Par courrier du 8 décembre 2000, le conseil des époux a indiqué que
ses
clients s'opposaient à ces mesures.
A la demande du juge de paix, la pédopsychiatre de l'enfant a fait
part de
ses constatations par lettre du 18 décembre 2000. Elle a exposé
qu'elle
suivait la fillette, à raison d'une séance par semaine, depuis le 18
novembre
précédent et que celle-ci avait été amenée à sa consultation par ses
parents.
La mineure était très perturbée et devait lutter contre un
"effondrement
dépressif". Selon ce médecin, les parents de l'enfant avaient su
entourer
celle-ci et avaient eu le réflexe de chercher une aide extérieure, de
sorte
que l'institution d'une curatelle ne lui paraissait pas nécessaire.
Si les
faits dénoncés par l'enfant devaient être éclaircis, il convenait
également
de préserver cette mineure, afin de ne pas l'exposer inutilement à des
situations pouvant raviver le traumatisme qu'elle avait subi.
Dans un rapport établi à l'intention du président du Tribunal des
mineurs, la
police de sûreté a indiqué que l'examen gynécologique de A.Y.________,
effectué le 27 octobre 2000 par une doctoresse de l'Hôpital de
X.________,
avait révélé une absence d'hymen chez l'enfant.
Compte tenu de l'enquête pénale en cours, le juge de paix a décidé,
dans le
courant du mois de décembre 2000, de suspendre la procédure civile
concernant
A.Y.________.
Le 28 décembre 2001, le président du Tribunal des mineurs a transmis
au juge
de paix un courrier du 12 décembre précédent émanant d'un professeur
de
l'Unité d'endocrinologie et de diabétologie de l'Hôpital de
l'enfance, à
Lausanne.

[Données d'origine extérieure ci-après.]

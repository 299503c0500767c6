//! In-memory store, used by tests and short-lived sessions.

use super::InventoryStore;
use crate::error::Result;
use crate::model::SlabRecord;
use std::collections::BTreeMap;

/// Slabs held in a map keyed by id.
#[derive(Debug, Clone, Default)]
pub struct MemoryStore {
    slabs: BTreeMap<String, SlabRecord>,
}

impl MemoryStore {
    pub fn new() -> Self {
        Self::default()
    }

    /// Build a store pre-filled with records.
    pub fn from_slabs(slabs: impl IntoIterator<Item = SlabRecord>) -> Self {
        Self {
            slabs: slabs.into_iter().map(|s| (s.id.clone(), s)).collect(),
        }
    }

    pub(crate) fn all(&self) -> impl Iterator<Item = &SlabRecord> {
        self.slabs.values()
    }

    pub fn len(&self) -> usize {
        self.slabs.len()
    }

    pub fn is_empty(&self) -> bool {
        self.slabs.is_empty()
    }
}

impl InventoryStore for MemoryStore {
    fn get_by_id(&self, tenant_id: &str, slab_id: &str) -> Result<Option<SlabRecord>> {
        Ok(self
            .slabs
            .get(slab_id)
            .filter(|s| s.company_id == tenant_id)
            .cloned())
    }

    fn save(&mut self, slab: SlabRecord) -> Result<()> {
        self.slabs.insert(slab.id.clone(), slab);
        Ok(())
    }

    fn list_by_tenant(&self, tenant_id: &str) -> Result<Vec<SlabRecord>> {
        let mut slabs: Vec<SlabRecord> = self
            .slabs
            .values()
            .filter(|s| s.company_id == tenant_id)
            .cloned()
            .collect();
        slabs.sort_by_key(|s| s.serial);
        Ok(slabs)
    }

    fn delete(&mut self, tenant_id: &str, slab_id: &str) -> Result<bool> {
        let owned = self
            .slabs
            .get(slab_id)
            .is_some_and(|s| s.company_id == tenant_id);
        if owned {
            self.slabs.remove(slab_id);
        }
        Ok(owned)
    }
}
//! remnant-tracker - Slab stock and remnant geometry for stone fabrication shops.
//!
//! Each slab record keeps the usable outline of one physical unit as a
//! polygon. Cuts are drafted by editing that polygon and committed as
//! immutable cut records that reduce the available area.
//!
//! # Example
//!
//! ```no_run
//! use remnant_tracker::{CutDetails, Inventory, MemoryStore, NewSlab, Operator, Point, StaticIdentity};
//!
//! let identity = StaticIdentity::signed_in(Operator::new("u1", "Ana"));
//! let mut inventory = Inventory::new(MemoryStore::new(), identity);
//!
//! let slab = inventory.register_slab(NewSlab {
//!     company_id: "acme".into(),
//!     material: "Granito Preto".into(),
//!     width: 300.0,
//!     height: 180.0,
//!     quantity: 1,
//!     ..Default::default()
//! }).unwrap();
//!
//! let draft = inventory.begin_cut("acme", &slab.id).unwrap()
//!     .clear()
//!     .add_vertex(Point::new(0.0, 0.0))
//!     .add_vertex(Point::new(180.0, 0.0))
//!     .add_vertex(Point::new(180.0, 180.0))
//!     .add_vertex(Point::new(0.0, 180.0));
//!
//! let cut = inventory.record_cut("acme", &slab.id, &draft, CutDetails {
//!     client_name: "Joao".into(),
//!     project: "Bancada".into(),
//!     ..Default::default()
//! }).unwrap();
//! println!("{} m² used", cut.area_used);
//! ```

pub mod config;
pub mod error;
pub mod identity;
pub mod inventory;
pub mod model;
pub mod store;
pub mod tracker;
pub mod validation;

// Re-exports for convenience
pub use config::TrackerConfig;
pub use error::{ErrorCode, Result, TrackerError};
pub use identity::{IdentityContext, Operator, StaticIdentity};
pub use inventory::{CutDetails, Inventory};
pub use model::{
    CutRecord, MovementKind, NewSlab, Point, Polygon, SlabRecord, SlabStatus, StockMovement,
};
pub use store::{InventoryStore, JsonFileStore, MemoryStore};
pub use tracker::{CutContext, DraftState, RemnantTracker};
pub use validation::{validate_draft, validate_slab, validate_slabs, ValidationResult};
//! remnant - CLI for slab stock and remnant tracking over a JSON store file.

use anyhow::{Context, Result};
use clap::{Parser, Subcommand};
use std::path::PathBuf;
use tracing::{debug, error, info, warn};
use tracing_subscriber::EnvFilter;

use remnant_tracker::config::{DEFAULT_STORE_FILE, DEFAULT_TENANT};
use remnant_tracker::{
    validate_draft, validate_slabs, CutDetails, DraftState, Inventory, JsonFileStore, NewSlab,
    Operator, Point, Polygon, SlabRecord, StaticIdentity,
};

/// Track slab stock and cut remnants for a stone fabrication shop.
#[derive(Parser, Debug)]
#[command(name = "remnant")]
#[command(author, version, about, long_about = None)]
struct Args {
    /// JSON store file
    #[arg(short, long, global = true, default_value = DEFAULT_STORE_FILE)]
    store: PathBuf,

    /// Company (tenant) id
    #[arg(short, long, global = true, default_value = DEFAULT_TENANT)]
    tenant: String,

    /// Operator id stamped on changes
    #[arg(long, global = true, default_value = "cli")]
    operator_id: String,

    /// Operator name stamped on changes
    #[arg(long, global = true, default_value = "CLI")]
    operator_name: String,

    /// Verbose output
    #[arg(short, long, global = true)]
    verbose: bool,

    #[command(subcommand)]
    command: Command,
}

#[derive(Subcommand, Debug)]
enum Command {
    /// Enter a new slab into stock
    Add {
        #[arg(long)]
        material: String,
        #[arg(long, default_value = "")]
        category: String,
        #[arg(long, default_value = "")]
        thickness: String,
        /// Width in cm
        #[arg(long)]
        width: f64,
        /// Height in cm
        #[arg(long)]
        height: f64,
        #[arg(long, default_value = "1")]
        quantity: i64,
        #[arg(long)]
        supplier: Option<String>,
    },

    /// List the tenant's slabs
    List {
        /// Also check stored values against each outline
        #[arg(long)]
        check: bool,
    },

    /// Show one slab
    Show {
        id: String,
        /// Print the record as JSON
        #[arg(long)]
        json: bool,
    },

    /// Register a cut by giving the leftover outline
    Cut {
        id: String,
        #[arg(long)]
        client: String,
        #[arg(long)]
        project: String,
        /// Leftover vertex as X,Y in cm (repeat, in order)
        #[arg(long = "point", value_parser = parse_point)]
        points: Vec<Point>,
        /// Set edge I to LEN cm after placing points (repeat)
        #[arg(long = "resize", value_parser = parse_resize)]
        resizes: Vec<(usize, f64)>,
        #[arg(long, default_value = "")]
        observations: String,
        /// Print the draft checks and area without committing
        #[arg(long)]
        dry_run: bool,
    },

    /// Add whole units to stock
    Restock {
        id: String,
        quantity: i64,
        #[arg(long, default_value = "")]
        note: String,
    },

    /// Take whole units out of stock
    Consume {
        id: String,
        quantity: i64,
        #[arg(long, default_value = "")]
        note: String,
    },

    /// Delete a slab record
    Remove { id: String },
}

fn parse_point(s: &str) -> std::result::Result<Point, String> {
    let (x, y) = s
        .split_once(',')
        .ok_or_else(|| format!("expected X,Y, got '{}'", s))?;
    let x: f64 = x.trim().parse().map_err(|_| format!("bad X in '{}'", s))?;
    let y: f64 = y.trim().parse().map_err(|_| format!("bad Y in '{}'", s))?;
    let point = Point::new(x, y);
    if !point.is_finite() {
        return Err(format!("coordinates must be finite numbers, got '{}'", s));
    }
    Ok(point)
}

fn parse_resize(s: &str) -> std::result::Result<(usize, f64), String> {
    let (index, length) = s
        .split_once(':')
        .ok_or_else(|| format!("expected EDGE:LENGTH, got '{}'", s))?;
    let index: usize = index
        .trim()
        .parse()
        .map_err(|_| format!("bad edge index in '{}'", s))?;
    let length: f64 = length
        .trim()
        .parse()
        .map_err(|_| format!("bad length in '{}'", s))?;
    Ok((index, length))
}

fn print_summary(slab: &SlabRecord) {
    println!(
        "#{:<4} {:<36} {:<28} {:>6.1} x {:<6.1} {:>7.4} m²  qty {:<3} {}",
        slab.serial,
        slab.id,
        slab.material,
        slab.current_width,
        slab.current_height,
        slab.available_area,
        slab.quantity,
        slab.status
    );
}

fn print_detail(slab: &SlabRecord) {
    print_summary(slab);
    println!(
        "  {} / {} / {}",
        slab.category,
        slab.thickness,
        slab.supplier.as_deref().unwrap_or("-")
    );
    println!(
        "  original {} x {} cm ({:.4} m²), last change by {} at {}",
        slab.original_width,
        slab.original_height,
        slab.total_area,
        slab.last_operator_name,
        slab.last_updated_at.format("%Y-%m-%d %H:%M")
    );
    let outline: Vec<String> = slab.polygon().points().iter().map(|p| p.to_string()).collect();
    println!("  outline {}", outline.join(" "));
    for cut in &slab.history {
        println!(
            "  cut {} {} / {}: {:.4} m², leftover {} x {} ({:.4} m²) by {}",
            cut.date.format("%Y-%m-%d"),
            cut.client_name,
            cut.project,
            cut.area_used,
            cut.leftover_width,
            cut.leftover_height,
            cut.leftover_area(),
            cut.operator_name
        );
    }
    for movement in &slab.movements {
        println!(
            "  {} {} {} unit(s) by {} {}",
            movement.date.format("%Y-%m-%d"),
            movement.kind,
            movement.quantity,
            movement.operator_name,
            movement.note
        );
    }
}

fn main() -> Result<()> {
    let args = Args::parse();

    // Initialize logging
    let filter = if args.verbose {
        EnvFilter::new("debug")
    } else {
        EnvFilter::new("info")
    };

    tracing_subscriber::fmt()
        .with_env_filter(filter)
        .with_target(false)
        .init();

    let store = JsonFileStore::open(&args.store)
        .with_context(|| format!("Failed to open {}", args.store.display()))?;
    debug!("Using store {}", store.path().display());
    let operator = Operator::new(&args.operator_id, &args.operator_name);
    let mut inventory = Inventory::new(store, StaticIdentity::signed_in(operator));
    let tenant = args.tenant.as_str();

    match args.command {
        Command::Add {
            material,
            category,
            thickness,
            width,
            height,
            quantity,
            supplier,
        } => {
            let slab = inventory.register_slab(NewSlab {
                company_id: tenant.to_string(),
                material,
                category,
                thickness,
                supplier,
                width,
                height,
                quantity,
            })?;
            print_summary(&slab);
        }

        Command::List { check } => {
            let slabs = inventory.list(tenant)?;
            for slab in &slabs {
                print_summary(slab);
            }
            if check {
                let result = validate_slabs(&slabs);
                for warning in &result.warnings {
                    warn!("{}", warning);
                }
                for err in &result.errors {
                    error!("{}", err);
                }
                if !result.passed {
                    anyhow::bail!("Store check failed");
                }
            }
        }

        Command::Show { id, json } => {
            let slab = inventory.slab(tenant, &id)?;
            if json {
                println!("{}", serde_json::to_string_pretty(&slab)?);
            } else {
                print_detail(&slab);
            }
        }

        Command::Cut {
            id,
            client,
            project,
            points,
            resizes,
            observations,
            dry_run,
        } => {
            let base = inventory.begin_cut(tenant, &id)?;
            let (width, height) = base.bounds();
            let mut draft = points
                .into_iter()
                .fold(DraftState::new(Polygon::default(), width, height), |d, p| {
                    d.add_vertex(p)
                });
            for (edge, length) in resizes {
                draft = draft
                    .resize_edge(edge, length)
                    .with_context(|| format!("Failed to resize edge {}", edge))?;
            }

            if dry_run {
                let slab = inventory.slab(tenant, &id)?;
                let result = validate_draft(&draft, &slab);
                for warning in &result.warnings {
                    warn!("{}", warning);
                }
                for err in &result.errors {
                    error!("{}", err);
                }
                info!(
                    "Draft area {:.4} m² of {:.4} m² available",
                    draft.compute_area(),
                    slab.available_area
                );
                return Ok(());
            }

            let cut = inventory.record_cut(
                tenant,
                &id,
                &draft,
                CutDetails {
                    client_name: client,
                    project,
                    observations,
                },
            )?;
            println!(
                "Cut {}: {:.4} m² used, leftover {} x {} cm",
                cut.id, cut.area_used, cut.leftover_width, cut.leftover_height
            );
        }

        Command::Restock { id, quantity, note } => {
            let slab = inventory.restock(tenant, &id, quantity, &note)?;
            print_summary(&slab);
        }

        Command::Consume { id, quantity, note } => {
            let slab = inventory.consume(tenant, &id, quantity, &note)?;
            print_summary(&slab);
        }

        Command::Remove { id } => {
            if inventory.remove(tenant, &id)? {
                info!("Removed {}", id);
            } else {
                anyhow::bail!("No slab {} for tenant {}", id, tenant);
            }
        }
    }

    Ok(())
}

#[cfg(test)]
mod tests {
    use super::*;

    #[test]
    fn test_parse_point() {
        assert_eq!(parse_point("12.5, 40").unwrap(), Point::new(12.5, 40.0));
        assert!(parse_point("12.5").is_err());
        assert!(parse_point("a,1").is_err());
        assert!(parse_point("nan,0").is_err());
        assert!(parse_point("10,inf").is_err());
    }

    #[test]
    fn test_parse_resize() {
        assert_eq!(parse_resize("2:120").unwrap(), (2, 120.0));
        assert!(parse_resize("-1:10").is_err());
        assert!(parse_resize("3").is_err());
    }

    #[test]
    fn test_cli_definition() {
        use clap::CommandFactory;
        Args::command().debug_assert();
    }

    #[test]
    fn test_parse_cut_command() {
        let args = Args::try_parse_from([
            "remnant", "--tenant", "acme", "cut", "abc", "--client", "Joao", "--project",
            "Bancada", "--point", "0,0", "--point", "100,0", "--point", "0,100", "--resize",
            "0:80",
        ])
        .unwrap();
        assert_eq!(args.tenant, "acme");
        match args.command {
            Command::Cut {
                points, resizes, ..
            } => {
                assert_eq!(points.len(), 3);
                assert_eq!(resizes, vec![(0, 80.0)]);
            }
            other => panic!("Expected cut command, got {:?}", other),
        }
    }
}
//! Operator identity attached to every mutation for audit purposes.

use serde::{Deserialize, Serialize};

/// The signed-in operator.
#[derive(Debug, Clone, PartialEq, Eq, Serialize, Deserialize)]
pub struct Operator {
    pub id: String,
    pub name: String,
}

impl Operator {
    /// Create a new operator identity.
    pub fn new(id: impl Into<String>, name: impl Into<String>) -> Self {
        Self {
            id: id.into(),
            name: name.into(),
        }
    }
}

/// Source of the current operator identity.
pub trait IdentityContext {
    /// The operator performing the current action, if anyone is signed in.
    fn current(&self) -> Option<Operator>;
}

/// Identity fixed for the lifetime of a session (CLI run, test).
#[derive(Debug, Clone, Default)]
pub struct StaticIdentity {
    operator: Option<Operator>,
}

impl StaticIdentity {
    /// A session signed in as `operator`.
    pub fn signed_in(operator: Operator) -> Self {
        Self {
            operator: Some(operator),
        }
    }

    /// A session with nobody signed in.
    pub fn anonymous() -> Self {
        Self::default()
    }
}

impl IdentityContext for StaticIdentity {
    fn current(&self) -> Option<Operator> {
        self.operator.clone()
    }
}

impl<T: IdentityContext + ?Sized> IdentityContext for &T {
    fn current(&self) -> Option<Operator> {
        (**self).current()
    }
}
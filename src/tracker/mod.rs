//! Remnant geometry tracking: draft editing and cut commits.

mod commit;
mod draft;

pub use commit::{CutContext, RemnantTracker};
pub use draft::DraftState;
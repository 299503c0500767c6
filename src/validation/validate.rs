//! Validation of drafts and slab records.

use crate::config::{float_cmp::approx_eq, EPS};
use crate::model::SlabRecord;
use crate::tracker::DraftState;

/// Outcome of a check: blocking errors plus advisory warnings.
#[derive(Debug, Default)]
pub struct ValidationResult {
    /// False once any error has been recorded.
    pub passed: bool,
    pub warnings: Vec<String>,
    pub errors: Vec<String>,
}

impl ValidationResult {
    pub fn ok() -> Self {
        Self {
            passed: true,
            ..Default::default()
        }
    }

    /// A failed result carrying a single error.
    pub fn error(message: impl Into<String>) -> Self {
        let mut result = Self::default();
        result.add_error(message);
        result
    }

    pub fn add_warning(&mut self, message: impl Into<String>) {
        self.warnings.push(message.into());
    }

    /// Record an error; the result no longer passes.
    pub fn add_error(&mut self, message: impl Into<String>) {
        self.errors.push(message.into());
        self.passed = false;
    }

    /// Fold another result into this one.
    pub fn merge(&mut self, other: ValidationResult) {
        self.passed &= other.passed;
        self.warnings.extend(other.warnings);
        self.errors.extend(other.errors);
    }
}

/// Check a draft against the slab it is about to be committed to.
///
/// Expansion and self-intersection are only warnings: commits accept them.
pub fn validate_draft(draft: &DraftState, slab: &SlabRecord) -> ValidationResult {
    let polygon = draft.polygon();
    if !polygon.is_complete() {
        return ValidationResult::error(format!(
            "Draft has {} point(s), at least 3 are needed",
            polygon.len()
        ));
    }

    let new_area = draft.compute_area();
    if !new_area.is_finite() {
        return ValidationResult::error("Draft area is not a finite number");
    }

    let mut result = ValidationResult::ok();

    if polygon.is_self_intersecting() {
        result.add_warning("Draft outline crosses itself; the computed area may not match the drawing");
    }

    if new_area > slab.available_area + EPS {
        result.add_warning(format!(
            "Draft area {:.4} m² exceeds the available {:.4} m²; the cut would add area",
            new_area, slab.available_area
        ));
    }

    let (width, height) = draft.bounds();
    if !polygon.fits_within(width, height) {
        result.add_warning(format!(
            "Draft extends beyond the current {} x {} cm bounds",
            width, height
        ));
    }

    result
}

/// Check a slab record's stored values against its outline.
pub fn validate_slab(slab: &SlabRecord) -> ValidationResult {
    let mut result = ValidationResult::ok();

    if slab.company_id.trim().is_empty() {
        result.add_error(format!("Slab #{}: Missing company", slab.serial));
    }

    if slab.original_width <= 0.0 || slab.original_height <= 0.0 {
        result.add_error(format!(
            "Slab #{}: Invalid original dimensions ({}x{})",
            slab.serial, slab.original_width, slab.original_height
        ));
    }

    let polygon = slab.polygon();

    if !approx_eq(slab.available_area, polygon.area_m2()) {
        result.add_error(format!(
            "Slab #{}: Available area {} does not match outline area {}",
            slab.serial,
            slab.available_area,
            polygon.area_m2()
        ));
    }

    let (width, height) = polygon.bounding_dims();
    if !approx_eq(slab.current_width, width) || !approx_eq(slab.current_height, height) {
        result.add_error(format!(
            "Slab #{}: Current size {}x{} does not match outline bounds {}x{}",
            slab.serial, slab.current_width, slab.current_height, width, height
        ));
    }

    let expected_used = slab.total_area - slab.available_area;
    let tolerance = 1e-3 * slab.history.len().max(1) as f64;
    if (slab.area_consumed() - expected_used).abs() > tolerance {
        result.add_warning(format!(
            "Slab #{}: Cut history accounts for {:.4} m² but {:.4} m² is missing",
            slab.serial,
            slab.area_consumed(),
            expected_used
        ));
    }

    result
}

/// Validate every slab of a listing.
pub fn validate_slabs(slabs: &[SlabRecord]) -> ValidationResult {
    let mut result = ValidationResult::ok();
    for slab in slabs {
        result.merge(validate_slab(slab));
    }
    result
}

Selon ce médecin, D.B.________ étant en phase prépubère au
moment
des actes qui lui étaient reprochés, l'hypothèse d'une pénétration
vaginale
de la victime par celui-ci était exclue. Des questions restaient
ainsi sans
réponse, notamment celle de l'existence éventuelle d'un autre abuseur
dans
l'entourage proche de A.Y.________.
La procédure civile a été reprise le 8 mars 2002.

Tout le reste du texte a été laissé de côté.